Меня проводят по бесконечным коридорам, стены которых покрашены в коричневые и серые тона, и кидают в одну из камер, не особо беспокоясь, что я снова могу удариться головой и больше не очнуться.
— Где второй?! — успеваю, пока провожатые не ушли.
— Меня он не интересовал. Там оставил, — отвечает свинья и с мерзкой сальной ухмылкой осматривает меня. — Скоро придет врач. Нам же нужен здоровый мальчик.
Он, хохоча, уходит, а у меня от этого смеха перед глазами темно становится. И дело не в том, что здесь мало, что можно разглядеть. Обычная кровать с матрасом. Умывальник, унитаз и окно под потолок, в которое можно заглянуть, если встать на край раковины.
Я быстро снимаю кобуру, проверяю пистолет. Девять патронов. Можно убить охранника, потом еще двух на входе, но скорее всего к этому времени меня самого пристрелят.
Придется снова проситься на прием к этой свинье, как бы его не звали. Но прежде нужно хотя бы продезинфицировать раны, чтобы были силы бежать, когда это понадобится.
Недолго мучаюсь о том, куда спрятать пистолет. Рву матрас и засовываю кобуру почти в середину. Затем ложусь на него, с удивлением отмечая, что он ничем не пахнет. Обычный новый матрас. Собственно, если вспомнить, какие в России тюрьмы и детские дома, то здесь почти сносно. Если не думать, что это за место и что со мной собираются сделать.
Спустя только час мне приносят какую-то похлебку. Ее я, даже не задумавшись о содержании, выпиваю. Голодовка не поможет, а силы нужны. И еще только через час приходит врач, высокий черный мужик в белой маске и халате.
Он бегло осматривает рану на ноге, руку и что-то бормочет, судя по всему, на арабском.
— Массаж простаты делать не будете? — пытаюсь пошутить, сраженный страхом. Все-таки изнасилование таким амбалом может спокойно привести к смерти. Смотрю в черные глаза и вижу там смешинки. Ей богу.
— Тебя надо зашивать, — говорит амбал на очень плохом русском, но у меня как будто внутри тепло разливается от простых слов на родном языке.
Боже, вот я трус. Всего несколько часов неизвестно где, без возможности спасения, а уже готов сдохнуть от паники.
«Возьми себя в руки», — ору себе мысленно.
— Жопу лучше мне зашейте, — предлагаю со слабой улыбкой, и амбал хмыкает.

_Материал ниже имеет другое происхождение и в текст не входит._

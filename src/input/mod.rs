//! Keyboard sampling: raw snapshots in, edge-triggered `KeyState` out.

mod gestures;
pub mod keys;
mod sampler;
mod staging;
mod terminal;
#[cfg(test)]
mod tests;

pub use gestures::gesture_keys;
pub use keys::{KeyCode, KeyState, RawKeySnapshot};
pub use sampler::{GestureSource, KeySampler, KeySource};
pub use staging::KeyStaging;
pub use terminal::{map_key, TerminalKeySource};
use super::keys::KeyState;
use crate::lock_or_recover;
use std::sync::{Arc, Mutex};

/// Single-slot handoff of a complete `KeyState` to the sampler.
///
/// A producer stages a state; the next sample takes it out of the slot, so
/// the state has exactly one owner at any time.
#[derive(Clone, Default)]
pub struct KeyStaging {
    slot: Arc<Mutex<Option<KeyState>>>,
}

impl KeyStaging {
    pub fn new() -> Self {
        Self::default()
    }

    /// Replace whatever is staged. Returns true when an unconsumed state was overwritten.
    pub fn stage(&self, state: KeyState) -> bool {
        lock_or_recover(&self.slot, "KeyStaging::stage")
            .replace(state)
            .is_some()
    }

    pub fn take(&self) -> Option<KeyState> {
        lock_or_recover(&self.slot, "KeyStaging::take").take()
    }

    pub fn is_staged(&self) -> bool {
        lock_or_recover(&self.slot, "KeyStaging::is_staged").is_some()
    }
}
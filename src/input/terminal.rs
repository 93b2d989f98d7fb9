//! Keyboard source backed by crossterm terminal events.

use super::keys::{self, KeyCode as VirtualKey, RawKeySnapshot, KEY_COUNT};
use super::sampler::KeySource;
use crate::log_debug;
use crossbeam_channel::{Receiver, Sender, TryRecvError};
use crossterm::event::{
    self, Event, KeyCode, KeyEvent, KeyEventKind, KeyModifiers, ModifierKeyCode,
};
use std::thread;

/// Reads terminal key events on a background thread and folds them into snapshots.
///
/// Terminals that report release events (kitty keyboard protocol) give real
/// `held` state; everywhere else each press only shows up as a strike.
pub struct TerminalKeySource {
    rx: Receiver<KeyEvent>,
    held: [bool; KEY_COUNT],
}

impl TerminalKeySource {
    pub fn spawn() -> Self {
        let (tx, rx) = crossbeam_channel::unbounded();
        spawn_key_thread(tx);
        Self::from_receiver(rx)
    }

    pub fn from_receiver(rx: Receiver<KeyEvent>) -> Self {
        Self {
            rx,
            held: [false; KEY_COUNT],
        }
    }
}

impl KeySource for TerminalKeySource {
    fn snapshot(&mut self) -> RawKeySnapshot {
        let mut snapshot = RawKeySnapshot::default();
        loop {
            let key = match self.rx.try_recv() {
                Ok(key) => key,
                Err(TryRecvError::Empty) | Err(TryRecvError::Disconnected) => break,
            };
            let Some(code) = map_key(key.code) else {
                continue;
            };
            match key.kind {
                KeyEventKind::Press | KeyEventKind::Repeat => {
                    snapshot.strike(code);
                    for modifier in modifier_codes(key.modifiers) {
                        snapshot.strike(modifier);
                    }
                    if is_modifier(key.code) {
                        self.held[code as usize] = true;
                    }
                }
                KeyEventKind::Release => {
                    self.held[code as usize] = false;
                }
            }
        }
        snapshot.held = self.held;
        snapshot
    }
}

fn spawn_key_thread(tx: Sender<KeyEvent>) -> thread::JoinHandle<()> {
    thread::spawn(move || loop {
        match event::read() {
            Ok(Event::Key(key)) => {
                if tx.send(key).is_err() {
                    return;
                }
            }
            Ok(_) => {}
            Err(err) => {
                log_debug(&format!("terminal event read error: {err}"));
                return;
            }
        }
    })
}

fn is_modifier(code: KeyCode) -> bool {
    matches!(code, KeyCode::Modifier(_))
}

fn modifier_codes(modifiers: KeyModifiers) -> impl Iterator<Item = VirtualKey> {
    [
        (KeyModifiers::SHIFT, keys::SHIFT),
        (KeyModifiers::CONTROL, keys::CONTROL),
        (KeyModifiers::ALT, keys::ALT),
    ]
    .into_iter()
    .filter(move |(flag, _)| modifiers.contains(*flag))
    .map(|(_, code)| code)
}

/// Map a crossterm key to its virtual key code.
pub fn map_key(code: KeyCode) -> Option<VirtualKey> {
    let mapped = match code {
        KeyCode::Backspace => keys::BACKSPACE,
        KeyCode::Tab | KeyCode::BackTab => keys::TAB,
        KeyCode::Enter => keys::ENTER,
        KeyCode::Esc => keys::ESCAPE,
        KeyCode::PageUp => keys::PAGE_UP,
        KeyCode::PageDown => keys::PAGE_DOWN,
        KeyCode::End => keys::END,
        KeyCode::Home => keys::HOME,
        KeyCode::Left => keys::LEFT,
        KeyCode::Up => keys::UP,
        KeyCode::Right => keys::RIGHT,
        KeyCode::Down => keys::DOWN,
        KeyCode::Insert => keys::INSERT,
        KeyCode::Delete => keys::DELETE,
        KeyCode::F(n) => keys::function_key(n)?,
        KeyCode::Char(' ') => keys::SPACE,
        KeyCode::Char(ch) if ch.is_ascii_alphanumeric() => ch.to_ascii_uppercase() as u8,
        KeyCode::Modifier(
            ModifierKeyCode::LeftShift | ModifierKeyCode::RightShift,
        ) => keys::SHIFT,
        KeyCode::Modifier(
            ModifierKeyCode::LeftControl | ModifierKeyCode::RightControl,
        ) => keys::CONTROL,
        KeyCode::Modifier(ModifierKeyCode::LeftAlt | ModifierKeyCode::RightAlt) => keys::ALT,
        _ => return None,
    };
    Some(mapped)
}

— Рот тоже? — говорит он на корявом русском, а потом уже что-то на голландском. И в камеру входят двое, подхватывают меня и куда-то несут. И снова бесконечные коридоры, снова бесконечные двери. Пока все не сменяется ярким светом, судя по всему, больничного крыла.
Меня относят на кушетку, где амбал требует снять водолазку и принимается дезинфицировать рану и бинтовать руку. Судя по всему, в этом притоне заботятся о своих рабах.

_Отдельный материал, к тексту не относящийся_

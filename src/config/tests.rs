use super::validation::sanitize_agent_cmd;
use super::*;
use clap::Parser;
use std::path::Path;

#[test]
fn defaults_validate() {
    let mut cfg = AppConfig::parse_from(["test-app"]);
    assert!(cfg.validate().is_ok());
    assert_eq!(cfg.agent_cmd, DEFAULT_AGENT_CMD);
    assert_eq!(cfg.probe_interval_ticks, 200);
}

#[test]
fn tick_interval_follows_frame_rate() {
    let cfg = AppConfig::parse_from(["test-app", "--frame-rate", "50"]);
    assert_eq!(cfg.tick_interval(), Duration::from_millis(20));
    let cfg = AppConfig::parse_from(["test-app"]);
    assert_eq!(cfg.tick_interval(), Duration::from_secs(1) / 60);
}

#[test]
fn rejects_frame_rate_out_of_bounds() {
    let mut cfg = AppConfig::parse_from(["test-app", "--frame-rate", "0"]);
    assert!(cfg.validate().is_err());
    let mut cfg = AppConfig::parse_from(["test-app", "--frame-rate", "241"]);
    assert!(cfg.validate().is_err());
}

#[test]
fn rejects_request_timeout_out_of_bounds() {
    let mut cfg = AppConfig::parse_from(["test-app", "--request-timeout-ms", "99"]);
    assert!(cfg.validate().is_err());
    let mut cfg = AppConfig::parse_from(["test-app", "--request-timeout-ms", "600001"]);
    assert!(cfg.validate().is_err());
    let mut cfg = AppConfig::parse_from(["test-app", "--request-timeout-ms", "100"]);
    assert!(cfg.validate().is_ok());
}

#[test]
fn rejects_zero_probe_interval() {
    let mut cfg = AppConfig::parse_from(["test-app", "--probe-interval-ticks", "0"]);
    assert!(cfg.validate().is_err());
}

#[test]
fn rejects_channel_capacity_out_of_bounds() {
    let mut cfg = AppConfig::parse_from(["test-app", "--agent-channel-capacity", "4"]);
    assert!(cfg.validate().is_err());
    let mut cfg = AppConfig::parse_from(["test-app", "--agent-channel-capacity", "5000"]);
    assert!(cfg.validate().is_err());
}

#[test]
fn rejects_tiny_frame_buffer() {
    let mut cfg = AppConfig::parse_from(["test-app", "--max-frame-buffer-bytes", "1024"]);
    assert!(cfg.validate().is_err());
}

#[test]
fn rejects_too_many_agent_args() {
    let mut args = vec!["test-app".to_string()];
    for i in 0..33 {
        args.push("--agent-arg".to_string());
        args.push(format!("a{i}"));
    }
    let mut cfg = AppConfig::parse_from(args);
    assert!(cfg.validate().is_err());
}

#[test]
fn rejects_oversized_agent_args() {
    let big = "x".repeat(5000);
    let mut cfg = AppConfig::parse_from(["test-app", "--agent-arg", big.as_str()]);
    assert!(cfg.validate().is_err());
}

#[test]
fn sanitize_accepts_plain_names_and_rejects_shell_text() {
    assert_eq!(
        sanitize_agent_cmd("  elten-agent ", "--agent-cmd").unwrap(),
        "elten-agent"
    );
    assert!(sanitize_agent_cmd("", "--agent-cmd").is_err());
    assert!(sanitize_agent_cmd("agent;rm", "--agent-cmd").is_err());
    assert!(sanitize_agent_cmd("agent\n", "--agent-cmd").is_ok());
    assert!(sanitize_agent_cmd("age\tnt", "--agent-cmd").is_err());
}

#[cfg(unix)]
#[test]
fn sanitize_resolves_existing_executable_paths() {
    let resolved = sanitize_agent_cmd("/bin/sh", "--agent-cmd").unwrap();
    assert!(Path::new(&resolved).is_absolute());
    assert!(sanitize_agent_cmd("/definitely/missing/agent", "--agent-cmd").is_err());
}

#[test]
fn snapshots_carry_validated_values() {
    let cfg = AppConfig::try_parse_from([
        "test-app",
        "--agent-arg",
        "--portable",
        "--agent-arg",
        "-v",
        "--probe-interval-ticks",
        "7",
        "--agent-terminate-grace-ms",
        "250",
    ])
    .expect("dash-prefixed agent args parse");
    let spec = cfg.agent_launch_spec();
    assert_eq!(spec.args, vec!["--portable".to_string(), "-v".to_string()]);
    assert_eq!(spec.terminate_grace, Duration::from_millis(250));
    assert_eq!(cfg.supervisor_config().probe_interval_ticks, 7);
    let settings = cfg.loop_settings();
    assert_eq!(settings.request_timeout, Duration::from_millis(15_000));
    assert!(!settings.debug);
}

Вон там даже беременным шлюшкам какие-то штуки на животы прикрепили, чтобы проверить сердцебиение, судя по приборам. Девушки все совершенно разные. Словно многонациональная больница, где они общаются между собой, и кто-то даже смеется. Как в этом месте вообще можно смеяться?

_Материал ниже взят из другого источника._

use super::keys::*;
use super::sampler::derive;
use super::*;
use crossterm::event::{KeyCode as TermKey, KeyEvent, KeyEventKind, KeyEventState, KeyModifiers};
use std::collections::VecDeque;

struct ScriptedKeys {
    frames: VecDeque<RawKeySnapshot>,
}

impl KeySource for ScriptedKeys {
    fn snapshot(&mut self) -> RawKeySnapshot {
        self.frames.pop_front().unwrap_or_default()
    }
}

struct QueuedGestures(Vec<String>);

impl GestureSource for QueuedGestures {
    fn drain_gestures(&mut self) -> Vec<String> {
        std::mem::take(&mut self.0)
    }
}

fn held(codes: &[KeyCode]) -> RawKeySnapshot {
    let mut snapshot = RawKeySnapshot::default();
    for code in codes {
        snapshot.hold(*code);
    }
    snapshot
}

fn sampler_with(frames: Vec<RawKeySnapshot>) -> KeySampler {
    KeySampler::new(Box::new(ScriptedKeys {
        frames: frames.into(),
    }))
}

#[test]
fn held_key_presses_once_and_releases_once() {
    let frames = vec![held(&[]), held(&[UP]), held(&[UP]), held(&[UP]), held(&[]), held(&[])];
    let mut sampler = sampler_with(frames);
    let mut state = KeyState::new();
    let mut pressed = Vec::new();
    let mut down = Vec::new();
    let mut released = Vec::new();
    for _ in 0..6 {
        state = sampler.sample(&state);
        pressed.push(state.is_pressed(UP));
        down.push(state.is_down(UP));
        released.push(state.is_released(UP));
    }
    assert_eq!(pressed, [false, true, false, false, false, false]);
    assert_eq!(down, [false, true, true, true, false, false]);
    assert_eq!(released, [false, false, false, false, true, false]);
}

#[test]
fn pressed_implies_down_for_every_layer_combination() {
    for prev_down in [false, true] {
        for held_now in [false, true] {
            for struck in [false, true] {
                for code in [SHIFT, ENTER, UP, F12] {
                    let mut previous = KeyState::new();
                    previous.down[code as usize] = prev_down;
                    let mut raw = RawKeySnapshot::default();
                    raw.held[code as usize] = held_now;
                    raw.struck[code as usize] = struck;
                    let next = derive(&previous, &raw, &[false; KEY_COUNT]);
                    if next.is_pressed(code) {
                        assert!(next.is_down(code));
                    }
                    assert!(!(next.is_pressed(code) && next.is_released(code)));
                }
            }
        }
    }
}

#[test]
fn repeated_strike_rearms_only_low_codes() {
    let mut previous = KeyState::new();
    previous.down[UP as usize] = true;
    previous.down[SHIFT as usize] = true;
    let mut raw = RawKeySnapshot::default();
    raw.strike(UP).strike(SHIFT);
    let next = derive(&previous, &raw, &[false; KEY_COUNT]);
    assert!(next.is_down(UP));
    assert!(!next.is_pressed(UP));
    assert!(next.is_pressed(SHIFT));
}

#[test]
fn strike_without_hold_releases_on_next_sample() {
    let mut first = RawKeySnapshot::default();
    first.strike(ENTER);
    let mut sampler = sampler_with(vec![first, RawKeySnapshot::default()]);
    let state = sampler.sample(&KeyState::new());
    assert!(state.enter());
    let state = sampler.sample(&state);
    assert!(!state.enter());
    assert!(state.is_released(ENTER));
}

#[test]
fn gestures_map_to_insert_chords() {
    let mut sampler = sampler_with(Vec::new()).with_gestures(Box::new(QueuedGestures(vec![
        "KB(Desktop):NVDA+UpArrow".to_string(),
        "kb(laptop):nvda+q".to_string(),
    ])));
    let state = sampler.sample(&KeyState::new());
    assert!(state.is_pressed(INSERT));
    assert!(state.arrow_up(false));
    assert!(!state.arrow_down(false));
    assert!(!state.is_pressed(b'Q'));
}

#[test]
fn gesture_table_is_case_insensitive() {
    assert_eq!(gesture_keys("kb(laptop):nvda+a"), &[INSERT, DOWN]);
    assert_eq!(gesture_keys("KB(LAPTOP):NVDA+L"), &[INSERT, UP]);
    assert!(gesture_keys("kb(laptop):nvda+t").is_empty());
}

#[test]
fn staged_state_replaces_one_sample_then_clears() {
    let mut sampler = sampler_with(vec![held(&[LEFT]), held(&[LEFT])]);
    let staging = sampler.staging();
    let mut staged = KeyState::new();
    staged.pressed[ESCAPE as usize] = true;
    staged.down[ESCAPE as usize] = true;
    assert!(!staging.stage(staged.clone()));

    let first = sampler.sample(&KeyState::new());
    assert_eq!(first, staged);
    assert!(!staging.is_staged());

    let second = sampler.sample(&first);
    assert!(second.arrow_left(false));
    assert!(second.is_released(ESCAPE));
}

#[test]
fn staging_reports_overwrites() {
    let staging = KeyStaging::new();
    assert!(!staging.stage(KeyState::new()));
    assert!(staging.stage(KeyState::new()));
    assert!(staging.take().is_some());
    assert!(staging.take().is_none());
}

#[test]
fn arrow_repeat_reads_down_layer() {
    let mut state = KeyState::new();
    state.down[DOWN as usize] = true;
    assert!(!state.arrow_down(false));
    assert!(state.arrow_down(true));
    state.clear();
    assert!(!state.arrow_down(true));
}

#[test]
fn function_keys_cover_f1_to_f12() {
    assert_eq!(function_key(1), Some(F1));
    assert_eq!(function_key(12), Some(F12));
    assert_eq!(function_key(13), None);
}

fn key_event(code: TermKey, modifiers: KeyModifiers, kind: KeyEventKind) -> KeyEvent {
    KeyEvent {
        code,
        modifiers,
        kind,
        state: KeyEventState::NONE,
    }
}

#[test]
fn terminal_source_folds_events_into_strikes() {
    let (tx, rx) = crossbeam_channel::unbounded();
    let mut source = TerminalKeySource::from_receiver(rx);
    tx.send(key_event(TermKey::Char('q'), KeyModifiers::SHIFT, KeyEventKind::Press))
        .unwrap();
    tx.send(key_event(TermKey::F(12), KeyModifiers::NONE, KeyEventKind::Press))
        .unwrap();
    let snapshot = source.snapshot();
    assert!(snapshot.struck[b'Q' as usize]);
    assert!(snapshot.struck[SHIFT as usize]);
    assert!(snapshot.struck[F12 as usize]);
    assert!(!snapshot.held[F12 as usize]);

    let snapshot = source.snapshot();
    assert!(!snapshot.struck.iter().any(|s| *s));
}

#[test]
fn map_key_covers_navigation_keys() {
    assert_eq!(map_key(TermKey::Esc), Some(ESCAPE));
    assert_eq!(map_key(TermKey::Down), Some(DOWN));
    assert_eq!(map_key(TermKey::Char(' ')), Some(SPACE));
    assert_eq!(map_key(TermKey::Null), None);
}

И только одна не веселится.
Потому что глаза у нее по пять рублей.
А я всматриваюсь сквозь несколько метров расстояния и открываю рот в немом крике. Меня как будто кипятком с ног до головы облили. Сердце готово вырваться из груди, насколько сильно застучало. Я даже дергаюсь в сторону Алены, которая лежит среди других на кровати, но она быстро мотает головой, а врач начинает орать, чтобы я не шевелился.
Ногу зашивают без обезболивающего, но у меня в голове настолько каша, что сейчас отрежь ногу, я не почувствую.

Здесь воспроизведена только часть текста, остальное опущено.